I’m taking an online course myself right now, and I’ve been experiencing technical difficulties. For example, when I temporarily halted work on a series of exercises, all my earlier work disappeared. Total frustration. Do I have to do all that work again? Arggh!
This is helping me remember what it feels like to my students when they can’t get something to work right online. Most of the time, their problems come because they forgot the format of their userid (is it last name first or last name last?) or forgot their password. Or both. This is a problem they can solve – either by persevering, asking a friend, asking me in class, or emailing me. If they can't login, they can still do the work on paper and hand it in.
But there have been occasions, especially when I have tried out something new, when things didn’t work out as intended. Here is the student trying to do the work – and can’t. And it’s my fault. This has made me super careful to test new ideas using test-student accounts.

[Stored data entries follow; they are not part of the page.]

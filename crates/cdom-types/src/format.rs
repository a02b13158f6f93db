//! Display names for types and declarations, used in diagnostic text.

use crate::decl::{DeclId, DeclKind, DeclarationStore, RefKind};
use crate::intern::TypeInterner;
use crate::types::{TypeData, TypeId};
use cdom_common::Interner;
use cdom_common::limits::MAX_TYPE_WALK_DEPTH;

pub struct TypeFormatter<'a> {
    types: &'a TypeInterner,
    decls: &'a DeclarationStore,
    names: &'a Interner,
}

impl<'a> TypeFormatter<'a> {
    pub fn new(types: &'a TypeInterner, decls: &'a DeclarationStore, names: &'a Interner) -> Self {
        Self {
            types,
            decls,
            names,
        }
    }

    pub fn format_type(&self, ty: TypeId) -> String {
        let mut out = String::new();
        self.write_type(&mut out, ty, 0);
        out
    }

    fn write_type(&self, out: &mut String, ty: TypeId, depth: u32) {
        if depth > MAX_TYPE_WALK_DEPTH {
            out.push_str("...");
            return;
        }
        match self.types.lookup(ty) {
            Some(TypeData::Intrinsic(kind)) => out.push_str(kind.keyword()),
            Some(TypeData::Declared(decl)) => {
                out.push_str(&self.decl_name(decl));
                self.write_type_param_names(out, decl);
            }
            Some(TypeData::Application { base, args }) => {
                out.push_str(&self.decl_name(base));
                out.push('<');
                for (i, &arg) in args.iter().enumerate() {
                    if i > 0 {
                        out.push_str(", ");
                    }
                    self.write_type(out, arg, depth + 1);
                }
                out.push('>');
            }
            Some(TypeData::Array { element, rank }) => {
                self.write_type(out, element, depth + 1);
                out.push('[');
                for _ in 1..rank {
                    out.push(',');
                }
                out.push(']');
            }
            Some(TypeData::TypeParameter(param)) => {
                let name = self
                    .decls
                    .get(param.owner)
                    .and_then(|d| d.type_params.get(param.index as usize))
                    .map(|tp| self.names.resolve(tp.name).to_string());
                match name {
                    Some(name) => out.push_str(&name),
                    None => out.push_str(&format!("T{}", param.index)),
                }
            }
            Some(TypeData::MethodGroup(_)) => out.push_str("method group"),
            Some(TypeData::Unresolved(name)) => out.push_str(self.names.resolve(name)),
            None => out.push('?'),
        }
    }

    fn write_type_param_names(&self, out: &mut String, decl: DeclId) {
        let Some(d) = self.decls.get(decl) else {
            return;
        };
        if d.type_params.is_empty() {
            return;
        }
        out.push('<');
        let names: Vec<&str> = d
            .type_params
            .iter()
            .map(|tp| self.names.resolve(tp.name))
            .collect();
        out.push_str(&names.join(", "));
        out.push('>');
    }

    /// Simple name of a declaration. Constructors print as their type.
    pub fn decl_name(&self, decl: DeclId) -> String {
        let Some(d) = self.decls.get(decl) else {
            return "?".to_string();
        };
        if d.kind == DeclKind::Constructor
            && let Some(owner) = d.parent
        {
            return self.decl_name(owner);
        }
        self.names.resolve(d.name).to_string()
    }

    /// Dotted path from the outermost named namespace.
    pub fn qualified_name(&self, decl: DeclId) -> String {
        let mut parts: Vec<String> = self
            .decls
            .ancestors(decl)
            .into_iter()
            .rev()
            .filter_map(|id| self.decls.get(id))
            .filter(|d| !d.name.is_none())
            .map(|d| self.names.resolve(d.name).to_string())
            .collect();
        parts.push(self.decl_name(decl));
        parts.join(".")
    }

    /// `Name<T>(int, ref string, params object[])`, or the bare qualified
    /// name for declarations without parameters.
    pub fn format_signature(&self, decl: DeclId) -> String {
        let Some(d) = self.decls.get(decl) else {
            return "?".to_string();
        };
        let mut out = self.qualified_name(decl);
        if d.kind != DeclKind::Constructor {
            self.write_type_param_names(&mut out, decl);
        }
        if !d.has_parameters() {
            return out;
        }
        let (open, close) = if d.kind == DeclKind::Indexer {
            ('[', ']')
        } else {
            ('(', ')')
        };
        out.push(open);
        for (i, param) in d.params.iter().enumerate() {
            if i > 0 {
                out.push_str(", ");
            }
            match param.ref_kind {
                RefKind::Ref => out.push_str("ref "),
                RefKind::Out => out.push_str("out "),
                RefKind::Value => {}
            }
            if param.is_variadic {
                out.push_str("params ");
            }
            self.write_type(&mut out, param.ty, 0);
        }
        out.push(close);
        out
    }
}

#[cfg(test)]
#[path = "../tests/format_tests.rs"]
mod tests;
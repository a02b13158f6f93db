//! JSON project files.
//!
//! A project lists declarations as a tree (namespaces, types, members,
//! locals) and, per member, the expression trees of its body. Loading one
//! builds the declaration store and the node arena the resolver works on;
//! it is the stand-in for a real front end's tree builder.
//!
//! ```json
//! {
//!   "options": { "suppressCascadingErrors": true },
//!   "declarations": [
//!     { "name": "Program", "kind": "class", "members": [
//!       { "name": "F", "kind": "method", "type": "void",
//!         "params": [{ "name": "x", "type": "int" }] },
//!       { "name": "Main", "kind": "method", "type": "void", "body": [
//!         { "kind": "call", "callee": { "kind": "name", "name": "F" },
//!           "args": [{ "kind": "literal", "type": "int" }] }
//!       ]}
//!     ]}
//!   ]
//! }
//! ```
//!
//! Types are written as strings: keywords (`int`), declared names with
//! type arguments (`List<string>`), type parameters of an enclosing
//! declaration (`T`) and array ranks (`int[]`, `double[,]`).

use anyhow::{Context, Result, bail};
use rustc_hash::FxHashMap;
use serde::Deserialize;
use std::fmt;
use std::path::Path;
use tracing::debug;

use cdom_common::Interner;
use cdom_resolver::{
    Argument, BinaryOp, NodeArena, NodeIndex, ReferenceNode, ResolutionSummary, ResolveCategory,
    ResolveDiagnostic, Resolver, ResolverOptions, ScopeChainProvider, SpecializationTable,
};
use cdom_types::{
    DeclBuilder, DeclId, DeclKind, DeclarationStore, IntrinsicKind, Modifiers, ParamDecl, RefKind,
    TypeId, TypeInterner,
};

/// Name given to element-access references; indexers are found by kind.
const INDEXER_NAME: &str = "this[]";

// =============================================================================
// File format
// =============================================================================

#[derive(Debug, Default, Deserialize)]
#[serde(rename_all = "camelCase")]
pub struct ProjectFile {
    #[serde(default)]
    pub options: ResolverOptions,
    #[serde(default)]
    pub declarations: Vec<DeclDef>,
}

#[derive(Debug, Deserialize)]
#[serde(rename_all = "camelCase")]
pub struct DeclDef {
    pub name: String,
    pub kind: DeclKind,
    #[serde(default)]
    pub modifiers: Vec<String>,
    #[serde(default)]
    pub type_params: Vec<TypeParamDef>,
    /// Variable type, or return type of methods, operators, indexers and
    /// delegates. Omitted on a local, the local is implicitly typed.
    #[serde(default, rename = "type")]
    pub ty: Option<String>,
    #[serde(default)]
    pub params: Vec<ParamDef>,
    #[serde(default)]
    pub bases: Vec<String>,
    /// Dotted paths of imported namespaces.
    #[serde(default)]
    pub imports: Vec<String>,
    #[serde(default)]
    pub members: Vec<DeclDef>,
    #[serde(default)]
    pub initializer: Option<ExprDef>,
    #[serde(default)]
    pub body: Vec<ExprDef>,
}

#[derive(Debug, Deserialize)]
pub struct TypeParamDef {
    pub name: String,
    #[serde(default)]
    pub constraints: Vec<String>,
}

#[derive(Debug, Deserialize)]
pub struct ParamDef {
    pub name: String,
    #[serde(rename = "type")]
    pub ty: String,
    #[serde(default)]
    pub mode: RefKind,
    #[serde(default)]
    pub variadic: bool,
    #[serde(default)]
    pub optional: bool,
}

/// An expression. A missing `category` is taken from the position:
/// callees are methods, receivers are unspecified, the rest expressions.
#[derive(Debug, Deserialize)]
#[serde(tag = "kind", rename_all = "camelCase")]
pub enum ExprDef {
    Literal {
        #[serde(rename = "type")]
        ty: String,
    },
    This,
    Name {
        name: String,
        #[serde(default)]
        category: Option<ResolveCategory>,
        #[serde(default, rename = "typeArgs")]
        type_args: Vec<String>,
    },
    Member {
        receiver: Box<ExprDef>,
        name: String,
        #[serde(default)]
        category: Option<ResolveCategory>,
        #[serde(default, rename = "typeArgs")]
        type_args: Vec<String>,
    },
    Call {
        callee: Box<ExprDef>,
        #[serde(default)]
        args: Vec<ArgDef>,
    },
    New {
        #[serde(rename = "type")]
        ty: String,
        #[serde(default)]
        args: Vec<ArgDef>,
    },
    Index {
        target: Box<ExprDef>,
        #[serde(default)]
        args: Vec<ArgDef>,
    },
    Binary {
        op: String,
        left: Box<ExprDef>,
        right: Box<ExprDef>,
    },
    Attribute {
        name: String,
        #[serde(default)]
        args: Vec<ArgDef>,
    },
}

/// A call argument: an expression, or `{ "ref": "out", "expr": ... }`.
#[derive(Debug, Deserialize)]
#[serde(untagged)]
pub enum ArgDef {
    ByRef {
        #[serde(rename = "ref")]
        mode: RefKind,
        expr: ExprDef,
    },
    Value(ExprDef),
}

// =============================================================================
// Type syntax
// =============================================================================

/// A parsed type string: `Outer.Name<Args>[,][]`.
#[derive(Clone, Debug, PartialEq, Eq)]
pub struct TypeSyntax {
    pub path: Vec<String>,
    pub args: Vec<TypeSyntax>,
    /// Outermost rank first.
    pub ranks: Vec<u32>,
}

impl TypeSyntax {
    pub fn parse(text: &str) -> Result<Self> {
        let mut parser = TypeParser { src: text, pos: 0 };
        let ty = parser.ty()?;
        parser.skip_ws();
        if parser.pos != text.len() {
            bail!("unexpected '{}' in type '{text}'", &text[parser.pos..]);
        }
        Ok(ty)
    }

    pub fn last(&self) -> &str {
        self.path.last().map_or("", String::as_str)
    }

    /// A built-in keyword without qualification or type arguments.
    pub fn keyword(&self) -> Option<IntrinsicKind> {
        if self.path.len() != 1 || !self.args.is_empty() {
            return None;
        }
        IntrinsicKind::from_keyword(self.last()).filter(|k| *k != IntrinsicKind::Undetermined)
    }
}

Then there’s good old human error; last month I forgot to make a new vocabulary module visible, so students couldn’t work on it. Oops!
So I try to be charitable when the technology has done my students dirt. Either I forgive the assignment (something’s not working) or just extend deadlines. My students seem to think that’s fair.
One reason continuing ed is so important for us! And I've learned the hard way to approach new technology every which way before setting students loose, or suffer the consequences!
ReplyDeleteI think there must be a Murphy's Law corollary. If you try a new technology, something WILL go wrong. ;)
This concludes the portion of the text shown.